## ABOUT THIS TASK
Extract all of the entries and set them down verbatim.

## PROVIDED ENTRIES
// src/registry.rs
// Physician registry: the JSON database the site is generated from.
// Loaded once per run; any defect here is fatal (no patterns → nothing to do).

use std::collections::HashSet;
use std::error::Error;
use std::fs;
use std::path::Path;

use serde::Deserialize;

#[derive(Debug, Clone, Deserialize)]
pub struct PhysicianRecord {
    /// URL- and filename-safe id; profile page is `equipe/<slug>.html`.
    pub slug: String,
    /// Plain name, e.g. "Sara Uras".
    pub name: String,
    /// Name as displayed, honorific included, e.g. "Dott.ssa Sara Uras".
    pub full_name: String,
    #[serde(default)]
    pub given_name: String,
    #[serde(default)]
    pub family_name: String,
    /// Honorific, e.g. "Dott." / "Dott.ssa" / "Prof."
    #[serde(default = "default_title")]
    pub title: String,
    #[serde(default = "default_job_title")]
    pub job_title: String,
    #[serde(default)]
    pub specialty_id: String,
}

fn default_title() -> String {
    s!("Dott.")
}

fn default_job_title() -> String {
    s!("Specialista")
}

#[derive(Debug, Deserialize)]
struct RegistryFile {
    physicians: Vec<PhysicianRecord>,
}

impl PhysicianRecord {
    /// Family name as stored, or the last word of `name` when the field is absent.
    pub fn family(&self) -> &str {
        if !self.family_name.is_empty() {
            return &self.family_name;
        }
        self.name.rsplit(' ').next().unwrap_or(&self.name)
    }
}

/// Load and validate the registry. Fatal on missing file, bad JSON,
/// empty slug/name, or duplicate slugs.
pub fn load(path: &Path) -> Result<Vec<PhysicianRecord>, Box<dyn Error>> {
    let text = fs::read_to_string(path)
        .map_err(|e| format!("cannot read registry {}: {}", path.display(), e))?;
    let parsed: RegistryFile = serde_json::from_str(&text)
        .map_err(|e| format!("malformed registry {}: {}", path.display(), e))?;

    let mut seen: HashSet<&str> = HashSet::new();
    for p in &parsed.physicians {
        if p.slug.trim().is_empty() {
            return Err(format!("registry entry '{}' has an empty slug", p.name).into());
        }
        if p.name.trim().is_empty() {
            return Err(format!("registry entry '{}' has an empty name", p.slug).into());
        }
        if !seen.insert(p.slug.as_str()) {
            return Err(format!("duplicate slug in registry: {}", p.slug).into());
        }
    }

    Ok(parsed.physicians)
}

#[cfg(test)]
mod tests {
    use super::*;
    use std::io::Write;

    fn write_tmp(name: &str, contents: &str) -> std::path::PathBuf {
        let mut p = std::env::temp_dir();
        p.push(format!("medlink_registry_{}", name));
        let mut f = fs::File::create(&p).unwrap();
        f.write_all(contents.as_bytes()).unwrap();
        p
    }

    #[test]
    fn loads_minimal_registry() {
        let p = write_tmp(
            "min.json",
            r#"{"physicians":[{"slug":"mario-rossi","name":"Mario Rossi","full_name":"Dott. Mario Rossi"}]}"#,
        );
        let regs = load(&p).unwrap();
        assert_eq!(regs.len(), 1);
        assert_eq!(regs[0].title, "Dott.");
        assert_eq!(regs[0].family(), "Rossi");
    }

    #[test]
    fn duplicate_slug_is_fatal() {
        let p = write_tmp(
            "dup.json",
            r#"{"physicians":[
                {"slug":"x","name":"A B","full_name":"Dott. A B"},
                {"slug":"x","name":"C D","full_name":"Dott. C D"}
            ]}"#,
        );
        assert!(load(&p).is_err());
    }

    #[test]
    fn missing_file_is_fatal() {
        assert!(load(Path::new("/nonexistent/physicians.json")).is_err());
    }
}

## SOLUTION FOR THIS TASK
// src/registry.rs
// Physician registry: the JSON database the site is generated from.
// Loaded once per run; any defect here is fatal (no patterns → nothing to do).

use std::collections::HashSet;
use std::error::Error;
use std::fs;
use std::path::Path;

use serde::Deserialize;

#[derive(Debug, Clone, Deserialize)]
pub struct PhysicianRecord {
    /// URL- and filename-safe id; profile page is `equipe/<slug>.html`.
    pub slug: String,
    /// Plain name, e.g. "Sara Uras".
    pub name: String,
    /// Name as displayed, honorific included, e.g. "Dott.ssa Sara Uras".
    pub full_name: String,
    #[serde(default)]
    pub given_name: String,
    #[serde(default)]
    pub family_name: String,
    /// Honorific, e.g. "Dott." / "Dott.ssa" / "Prof."
    #[serde(default = "default_title")]
    pub title: String,
    #[serde(default = "default_job_title")]
    pub job_title: String,
    #[serde(default)]
    pub specialty_id: String,
}

fn default_title() -> String {
    s!("Dott.")
}

fn default_job_title() -> String {
    s!("Specialista")
}

#[derive(Debug, Deserialize)]
struct RegistryFile {
    physicians: Vec<PhysicianRecord>,
}

impl PhysicianRecord {
    /// Family name as stored, or the last word of `name` when the field is absent.
    pub fn family(&self) -> &str {
        if !self.family_name.is_empty() {
            return &self.family_name;
        }
        self.name.rsplit(' ').next().unwrap_or(&self.name)
    }
}

/// Load and validate the registry. Fatal on missing file, bad JSON,
/// empty slug/name, or duplicate slugs.
pub fn load(path: &Path) -> Result<Vec<PhysicianRecord>, Box<dyn Error>> {
    let text = fs::read_to_string(path)
        .map_err(|e| format!("cannot read registry {}: {}", path.display(), e))?;
    let parsed: RegistryFile = serde_json::from_str(&text)
        .map_err(|e| format!("malformed registry {}: {}", path.display(), e))?;

    let mut seen: HashSet<&str> = HashSet::new();
    for p in &parsed.physicians {
        if p.slug.trim().is_empty() {
            return Err(format!("registry entry '{}' has an empty slug", p.name).into());
        }
        if p.name.trim().is_empty() {
            return Err(format!("registry entry '{}' has an empty name", p.slug).into());
        }
        if !seen.insert(p.slug.as_str()) {
            return Err(format!("duplicate slug in registry: {}", p.slug).into());
        }
    }

    Ok(parsed.physicians)
}

#[cfg(test)]
mod tests {
    use super::*;
    use std::io::Write;

    fn write_tmp(name: &str, contents: &str) -> std::path::PathBuf {
        let mut p = std::env::temp_dir();
        p.push(format!("medlink_registry_{}", name));
        let mut f = fs::File::create(&p).unwrap();
        f.write_all(contents.as_bytes()).unwrap();
        p
    }

    #[test]
    fn loads_minimal_registry() {
        let p = write_tmp(
            "min.json",
            r#"{"physicians":[{"slug":"mario-rossi","name":"Mario Rossi","full_name":"Dott. Mario Rossi"}]}"#,
        );
        let regs = load(&p).unwrap();
        assert_eq!(regs.len(), 1);
        assert_eq!(regs[0].title, "Dott.");
        assert_eq!(regs[0].family(), "Rossi");
    }

    #[test]
    fn duplicate_slug_is_fatal() {
        let p = write_tmp(
            "dup.json",
            r#"{"physicians":[
                {"slug":"x","name":"A B","full_name":"Dott. A B"},
                {"slug":"x","name":"C D","full_name":"Dott. C D"}
            ]}"#,
        );
        assert!(load(&p).is_err());
    }

    #[test]
    fn missing_file_is_fatal() {
        assert!(load(Path::new("/nonexistent/physicians.json")).is_err());
    }
}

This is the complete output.